Work to complete
Every entry must be echoed exactly.

Information supplied
# # # # # # #

use serde::{Deserialize, Serialize};

/// Replication stats accumulated by an [`InboundDirectory`](super::InboundDirectory)
/// over its lifetime.
///
/// Counters are never reset, use [`Self::since`] to measure an interval.
#[derive(Clone, Copy, Default, Debug, PartialEq, Eq, Serialize, Deserialize)]
pub struct DirectoryStats {
    /// Incremented per entity that was added to the directory.
    pub entities_created: usize,
    /// Incremented per entity that received a new sync payload.
    pub entities_changed: usize,
    /// Incremented per entity that was destroyed.
    pub despawns: usize,
    /// Incremented per received sub-message.
    pub messages: usize,
    /// Incremented per applied event.
    pub events: usize,
    /// Incremented for every byte passed to `receive`.
    pub bytes: usize,
    /// Incremented per message that failed to decode.
    pub decode_errors: usize,
}

impl DirectoryStats {
    /// Returns the difference between these stats and earlier ones.
    ///
    /// `saturating_sub` prevents overflow if `earlier` was taken from another directory.
    pub fn since(&self, earlier: &Self) -> Self {
        Self {
            entities_created: self.entities_created.saturating_sub(earlier.entities_created),
            entities_changed: self.entities_changed.saturating_sub(earlier.entities_changed),
            despawns: self.despawns.saturating_sub(earlier.despawns),
            messages: self.messages.saturating_sub(earlier.messages),
            events: self.events.saturating_sub(earlier.events),
            bytes: self.bytes.saturating_sub(earlier.bytes),
            decode_errors: self.decode_errors.saturating_sub(earlier.decode_errors),
        }
    }
}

# # # # # # #

Solution
use serde::{Deserialize, Serialize};

/// Replication stats accumulated by an [`InboundDirectory`](super::InboundDirectory)
/// over its lifetime.
///
/// Counters are never reset, use [`Self::since`] to measure an interval.
#[derive(Clone, Copy, Default, Debug, PartialEq, Eq, Serialize, Deserialize)]
pub struct DirectoryStats {
    /// Incremented per entity that was added to the directory.
    pub entities_created: usize,
    /// Incremented per entity that received a new sync payload.
    pub entities_changed: usize,
    /// Incremented per entity that was destroyed.
    pub despawns: usize,
    /// Incremented per received sub-message.
    pub messages: usize,
    /// Incremented per applied event.
    pub events: usize,
    /// Incremented for every byte passed to `receive`.
    pub bytes: usize,
    /// Incremented per message that failed to decode.
    pub decode_errors: usize,
}

impl DirectoryStats {
    /// Returns the difference between these stats and earlier ones.
    ///
    /// `saturating_sub` prevents overflow if `earlier` was taken from another directory.
    pub fn since(&self, earlier: &Self) -> Self {
        Self {
            entities_created: self.entities_created.saturating_sub(earlier.entities_created),
            entities_changed: self.entities_changed.saturating_sub(earlier.entities_changed),
            despawns: self.despawns.saturating_sub(earlier.despawns),
            messages: self.messages.saturating_sub(earlier.messages),
            events: self.events.saturating_sub(earlier.events),
            bytes: self.bytes.saturating_sub(earlier.bytes),
            decode_errors: self.decode_errors.saturating_sub(earlier.decode_errors),
        }
    }
}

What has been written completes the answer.